The state – An introduction

States come in many shapes and sizes. Democracies and dictatorships, those that provide lots of social welfare, those that provide none at all, some that allow for a lot of individual freedom and others that don’t.

But these categories are not set in stone. Democracies and dictatorships rise and fall, welfare systems are set up and taken apart while civil liberties can be expanded or eroded.

However, all states share key features, which essentially define them.

What is the State?

All states have the same basic functions in that they are an organisation of all the lawmaking and law enforcing institutions within a specific territory. And, most importantly, it is an organisation controlled and run by a small minority of people.

So sometimes, a state will consist of a parliament with elected politicians, a separate court system and a police force and military to enforce their decisions. At other times, all these functions are rolled into each other, like in military dictatorships for example.

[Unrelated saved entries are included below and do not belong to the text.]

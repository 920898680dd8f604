use super::common::*;
use axum::body::Body;
use axum::extract::State;
use axum::http::{header, Request, StatusCode};
use axum::Json;
use serde_json::json;
use std::sync::Arc;
use tower::ServiceExt;

use crate::workflows::quiz::intake::PortfolioSubmission;
use crate::workflows::quiz::router::submit_handler;

fn json_request(uri: &str, payload: &serde_json::Value) -> Request<Body> {
    Request::post(uri)
        .header(header::CONTENT_TYPE, "application/json")
        .body(Body::from(serde_json::to_vec(payload).expect("encode payload")))
        .expect("request builds")
}

#[tokio::test]
async fn submit_handler_returns_unprocessable_for_invalid_contact() {
    let service = Arc::new(build_service(Arc::new(RecordingTransport::default())));
    let mut submission = PortfolioSubmission {
        contact: contact(),
        amounts: sample_amounts(),
    };
    submission.contact.phone = "call me".to_string();
    submission.contact.email = "nobody".to_string();

    let response = submit_handler::<RecordingTransport>(State(service), Json(submission)).await;

    assert_eq!(response.status(), StatusCode::UNPROCESSABLE_ENTITY);
    let body = read_json_body(response).await;
    assert_eq!(body["errors"]["phone"], "有効な電話番号を入力してください");
    assert_eq!(
        body["errors"]["email"],
        "有効なメールアドレスを入力してください"
    );
    assert!(body["errors"].get("name").is_none());
}

#[tokio::test]
async fn submit_route_returns_result_path() {
    let router = router_with_transport(Arc::new(RecordingTransport::default()));

    let response = router
        .oneshot(json_request(
            "/api/v1/portfolio/submit",
            &json!({
                "userInfo": {
                    "name": "山田太郎",
                    "phone": "090-1234-5678",
                    "email": "taro@example.com"
                },
                "amounts": { "stocks": 600000, "cash": 400000 }
            }),
        ))
        .await
        .expect("route response");

    assert_eq!(response.status(), StatusCode::OK);
    let body = read_json_body(response).await;
    assert!(body["resultPath"]
        .as_str()
        .is_some_and(|path| path.starts_with("/result?stocks=60.00")));
    assert_eq!(body["percentages"]["cash"], 40.0);
    assert_eq!(body["totalAmount"], 1_000_000.0);
}

#[tokio::test]
async fn result_route_diagnoses_valid_query() {
    let router = router_with_transport(Arc::new(RecordingTransport::default()));

    let response = router
        .oneshot(
            Request::get("/api/v1/portfolio/result?stocks=60.00&cash=40.00&amt_stocks=600000&amt_cash=400000&total=1000000")
                .body(Body::empty())
                .expect("request builds"),
        )
        .await
        .expect("route response");

    assert_eq!(response.status(), StatusCode::OK);
    let body = read_json_body(response).await;
    assert_eq!(body["status"], "diagnosed");
    assert_eq!(body["diagnosis"]["type"], "gambler");
    assert_eq!(body["breakdown"][0]["label"], "株式");
    assert_eq!(body["emailRequest"]["totalAmount"], 1_000_000.0);
}

#[tokio::test]
async fn result_route_without_query_returns_empty_state() {
    let router = router_with_transport(Arc::new(RecordingTransport::default()));

    let response = router
        .oneshot(
            Request::get("/api/v1/portfolio/result")
                .body(Body::empty())
                .expect("request builds"),
        )
        .await
        .expect("route response");

    assert_eq!(response.status(), StatusCode::OK);
    let body = read_json_body(response).await;
    assert_eq!(body["status"], "empty");
    assert_eq!(body["link"]["label"], "トップに戻る");
}

#[tokio::test]
async fn send_email_route_reports_success() {
    let transport = Arc::new(RecordingTransport::default());
    let router = router_with_transport(transport.clone());
    let payload = serde_json::to_value(email_request()).expect("encode request");

    let response = router
        .oneshot(json_request("/api/send-email", &payload))
        .await
        .expect("route response");

    assert_eq!(response.status(), StatusCode::OK);
    let body = read_json_body(response).await;
    assert_eq!(body["success"], true);
    assert_eq!(body["message"], "メール送信が完了しました");
    assert_eq!(transport.sent().len(), 2);
}

#[tokio::test]
async fn send_email_route_accepts_result_without_type_or_condition() {
    let transport = Arc::new(RecordingTransport::default());
    let router = router_with_transport(transport.clone());
    let mut payload = serde_json::to_value(email_request()).expect("encode request");
    let diagnosis = payload["diagnosisResult"]
        .as_object_mut()
        .expect("diagnosis object");
    diagnosis.remove("type");
    diagnosis.remove("condition");

    let response = router
        .oneshot(json_request("/api/send-email", &payload))
        .await
        .expect("route response");

    assert_eq!(response.status(), StatusCode::OK);
    assert_eq!(transport.sent().len(), 2);
}

#[tokio::test]
async fn send_email_route_reports_transport_failure() {
    let transport = Arc::new(FailingTransport::default());
    let router = router_with_transport(transport.clone());
    let payload = serde_json::to_value(email_request()).expect("encode request");

    let response = router
        .oneshot(json_request("/api/send-email", &payload))
        .await
        .expect("route response");

    assert_eq!(response.status(), StatusCode::INTERNAL_SERVER_ERROR);
    let body = read_json_body(response).await;
    assert_eq!(body["success"], false);
    assert_eq!(body["message"], "メール送信に失敗しました");
    assert!(body["error"]
        .as_str()
        .is_some_and(|error| error.contains("connection refused")));
    assert_eq!(body["debug"]["smtpHost"], "smtp.test.local");
    assert_eq!(body["debug"]["smtpUser"], "未設定");
    assert_eq!(transport.attempts(), 1);
}

#[tokio::test]
async fn send_email_route_fails_when_admin_notification_fails() {
    let transport = Arc::new(AdminFailingTransport::default());
    let router = router_with_transport(transport.clone());
    let payload = serde_json::to_value(email_request()).expect("encode request");

    let response = router
        .oneshot(json_request("/api/send-email", &payload))
        .await
        .expect("route response");

    assert_eq!(response.status(), StatusCode::INTERNAL_SERVER_ERROR);
    let body = read_json_body(response).await;
    assert_eq!(body["success"], false);
    assert!(body["error"]
        .as_str()
        .is_some_and(|error| error.starts_with("admin mail failed")));
    assert_eq!(transport.attempts(), 2);
    assert_eq!(transport.accepted().len(), 1);
}

#[tokio::test]
async fn send_email_route_accepts_fractional_scores() {
    let transport = Arc::new(RecordingTransport::default());
    let router = router_with_transport(transport.clone());
    let mut payload = serde_json::to_value(email_request()).expect("encode request");
    payload["diagnosisResult"]["stats"]["attack"] = json!(72.5);

    let response = router
        .oneshot(json_request("/api/send-email", &payload))
        .await
        .expect("route response");

    assert_eq!(response.status(), StatusCode::OK);
    let sent = transport.sent();
    assert_eq!(sent.len(), 2);
    assert!(sent[0].body.as_str().contains(">72.5</td>"));
}

#[tokio::test]
async fn send_email_route_accepts_scores_above_byte_range() {
    let transport = Arc::new(RecordingTransport::default());
    let router = router_with_transport(transport.clone());
    let mut payload = serde_json::to_value(email_request()).expect("encode request");
    payload["diagnosisResult"]["stats"]["defense"] = json!(300);

    let response = router
        .oneshot(json_request("/api/send-email", &payload))
        .await
        .expect("route response");

    assert_eq!(response.status(), StatusCode::OK);
    assert!(transport.sent()[0].body.as_str().contains(">300</td>"));
}

#[tokio::test]
async fn send_email_route_rejects_malformed_body() {
    let transport = Arc::new(RecordingTransport::default());
    let router = router_with_transport(transport.clone());

    let response = router
        .oneshot(json_request("/api/send-email", &json!({ "userInfo": "nope" })))
        .await
        .expect("route response");

    assert_eq!(response.status(), StatusCode::INTERNAL_SERVER_ERROR);
    let body = read_json_body(response).await;
    assert_eq!(body["success"], false);
    assert!(transport.sent().is_empty());
}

But the ability within a given area to make political and legal decisions – and to enforce them, with violence if necessary – is the basic characteristic of all states. Crucially, the state claims a monopoly on the legitimate use of violence, within its territory and without. As such, the state is above the people it governs and all those within its territory are subject to it.

The State and Capitalism

In a capitalist society, the success or failure of a state depends unsurprisingly on the success of capitalism within it.

Essentially, this means that within its territory profits are made so the economy can expand. The government can then take its share in taxation to fund its activities.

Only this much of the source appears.